Work to be completed
The word "reference" may appear in some lines of the data; copy every such line.

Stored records

- - - - -

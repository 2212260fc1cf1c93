//! blockwise: chunked array construction and cross-block reductions
//!
//! A Rust library for describing computations over arrays that are too large
//! to handle as one piece. An array is split into a grid of blocks; blockwise
//! builds a deferred-computation graph with one entry per block, and plans
//! reductions (sum, mean, variance, argmin, ...) as per-block partial results
//! combined across blocks. Nothing is computed until a scheduler resolves
//! the graph.
//!
//! ## Key Features
//!
//! - **Block Partitioning**: Ragged block-size plans along every dimension
//! - **Deferred Graphs**: Immutable graphs keyed by `(array name, block coordinate)`
//! - **Reductions**: Plain and NaN-aware folds, moments and argument reductions
//! - **Tree Combination**: Bounded fan-in through `split_every`
//! - **Local Execution**: A Rayon-backed reference scheduler
//!
//! ## Module Organization
//!
//! - [`partition`]: Block partitioner and block-size plans
//! - [`wrap`]: Deferred graph builder and array constructors
//! - [`graph`]: Keys, task descriptors and the graph itself
//! - [`reductions`]: Reduction variants, kernels and plan construction
//! - [`scheduler`]: Local reference executor
//! - [`parallel`]: Parallel processing configuration
//! - [`errors`]: Centralized error handling
//!
//! ## Usage Example
//!
//! ```rust
//! use blockwise::prelude::*;
//!
//! let builder = GraphBuilder::new(SequentialTokens::shared());
//! let x = builder.ones(&[10, 6], ChunkSpec::Uniform(4), None).unwrap();
//! let total = x.sum(&ReduceOptions::new().axis(Axes::One(0))).unwrap();
//!
//! let scheduler = LocalScheduler::new(&ParallelConfig::with_threads(2)).unwrap();
//! let result = scheduler.compute(&total).unwrap();
//! assert_eq!(result.shape(), &[6]);
//! ```

// Core modules
pub mod array;
pub mod block;
pub mod errors;
pub mod graph;
pub mod parallel;
pub mod partition;
pub mod reductions;
pub mod scheduler;
pub mod tokens;
pub mod wrap;

// Direct re-exports for the public API
pub use array::ChunkedArray;
pub use block::{Block, DType, Element};
pub use errors::{BlockwiseError, Result};
pub use graph::{ElementFn, ElementFunction, Graph, Key, Param, Params, Task};
pub use parallel::ParallelConfig;
pub use partition::{partition, ChunkSpec, Chunks};
pub use reductions::{
    arg_aggregate, arg_reduce, reduce, ArgReduceOptions, ArgReduction, Axes, IndexOrder,
    ReduceOptions, Reduction,
};
pub use scheduler::LocalScheduler;
pub use tokens::{SequentialTokens, TokenSource};
pub use wrap::{BuildRequest, GraphBuilder};

// High-level convenience API
pub mod prelude {
    //! Commonly used imports for convenience
    pub use crate::array::ChunkedArray;
    pub use crate::block::{Block, DType};
    pub use crate::errors::{BlockwiseError, Result};
    pub use crate::graph::{ElementFunction, Graph, Key, Param};
    pub use crate::parallel::ParallelConfig;
    pub use crate::partition::ChunkSpec;
    pub use crate::reductions::{ArgReduceOptions, ArgReduction, Axes, IndexOrder, ReduceOptions, Reduction};
    pub use crate::scheduler::LocalScheduler;
    pub use crate::tokens::{SequentialTokens, TokenSource};
    pub use crate::wrap::{BuildRequest, GraphBuilder};
}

- - - - -

Exercise answer
//! - **Local Execution**: A Rayon-backed reference scheduler
//! - [`scheduler`]: Local reference executor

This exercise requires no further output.